● ACTIVITY
Write out, word for word, the first line of the data below and every line after it through the one containing "reachability probe observed.".

== MATERIAL PROVIDED ==

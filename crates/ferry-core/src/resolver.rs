//! Candidate resolution and reachability probes.
//!
//! Probe results are memoised per URL for the configured TTL so repeated
//! loads within a session do not re-probe the same mirror.

use std::time::Duration;

use moka::future::Cache;
use reqwest::header::RANGE;
use reqwest::StatusCode;
use tracing::debug;

use crate::config::{AssetDescriptor, SourceCandidate};
use crate::integrity::{SourceLocation, ValidatedSource};

const MAX_PROBE_ENTRIES: u64 = 4096;

/// What a reachability probe observed.
#[derive(Debug, Clone, Copy, PartialEq, Eq)]
pub enum ProbeOutcome {
    Available,
    /// The mirror answered with a non-success status.
    Status(u16),
    Unreachable,
}

impl ProbeOutcome {
    pub fn is_available(&self) -> bool {
        matches!(self, ProbeOutcome::Available)
    }
}

#[derive(Clone)]
pub struct SourceResolver {
    client: reqwest::Client,
    probe_timeout: Duration,
    probes: Cache<String, ProbeOutcome>,
}

impl SourceResolver {
    pub fn new(client: reqwest::Client, probe_timeout: Duration, probe_ttl: Duration) -> Self {
        let probes = Cache::builder()
            .max_capacity(MAX_PROBE_ENTRIES)
            .time_to_live(probe_ttl)
            .build();
        Self {
            client,
            probe_timeout,
            probes,
        }
    }

    /// Candidates for `asset` in fallback order: primary, secondary, local.
    pub fn resolve_candidates(&self, asset: &AssetDescriptor) -> Vec<SourceCandidate> {
        asset.sources.clone()
    }

    /// Reachability of the source. Local sources are always considered available;
    /// their absence surfaces when they are read.
    pub async fn probe(&self, source: &ValidatedSource) -> ProbeOutcome {
        let url = match &source.location {
            SourceLocation::Local(_) => return ProbeOutcome::Available,
            SourceLocation::Remote(url) => url.clone(),
        };
        let key = source.url().to_string();
        let client = self.client.clone();
        let timeout = self.probe_timeout;
        self.probes
            .get_with(key, async move { probe_remote(&client, url, timeout).await })
            .await
    }

    /// Remember that a source failed mid-session so later loads skip it until the TTL lapses.
    pub async fn mark_unavailable(&self, url: &str) {
        self.remember(url, ProbeOutcome::Unreachable).await;
    }

    /// Overwrite the cached outcome for `url`, e.g. with a status seen mid-download.
    pub async fn remember(&self, url: &str, outcome: ProbeOutcome) {
        self.probes.insert(url.to_string(), outcome).await;
    }

    pub async fn cached_probe(&self, url: &str) -> Option<ProbeOutcome> {
        self.probes.get(url).await
    }
}

async fn probe_remote(client: &reqwest::Client, url: url::Url, timeout: Duration) -> ProbeOutcome {
    match client.head(url.clone()).timeout(timeout).send().await {
        Ok(resp) if resp.status().is_success() => ProbeOutcome::Available,
        // Some static hosts refuse HEAD; ask for a single byte instead.
        Ok(resp)
            if matches!(
                resp.status(),
                StatusCode::METHOD_NOT_ALLOWED | StatusCode::NOT_IMPLEMENTED
            ) =>
        {
            match client
                .get(url.clone())
                .header(RANGE, "bytes=0-0")
                .timeout(timeout)
                .send()
                .await
            {
                Ok(resp) => status_outcome(resp.status()),
                Err(err) => {
                    debug!(target: "ferry::probe", %url, "ranged probe failed: {err}");
                    ProbeOutcome::Unreachable
                }
            }
        }
        Ok(resp) => {
            debug!(target: "ferry::probe", %url, status = resp.status().as_u16(), "probe rejected");
            status_outcome(resp.status())
        }
        Err(err) => {
            debug!(target: "ferry::probe", %url, "probe failed: {err}");
            ProbeOutcome::Unreachable
        }
    }
}

fn status_outcome(status: StatusCode) -> ProbeOutcome {
    if status.is_success() {
        ProbeOutcome::Available
    } else {
        ProbeOutcome::Status(status.as_u16())
    }
}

===

● WRITTEN SOLUTION
filename crates/ferry-core/src/resolver.rs
//! Candidate resolution and reachability probes.
//!
//! Probe results are memoised per URL for the configured TTL so repeated
//! loads within a session do not re-probe the same mirror.

use std::time::Duration;

use moka::future::Cache;
use reqwest::header::RANGE;
use reqwest::StatusCode;
use tracing::debug;

use crate::config::{AssetDescriptor, SourceCandidate};
use crate::integrity::{SourceLocation, ValidatedSource};

const MAX_PROBE_ENTRIES: u64 = 4096;

/// What a reachability probe observed.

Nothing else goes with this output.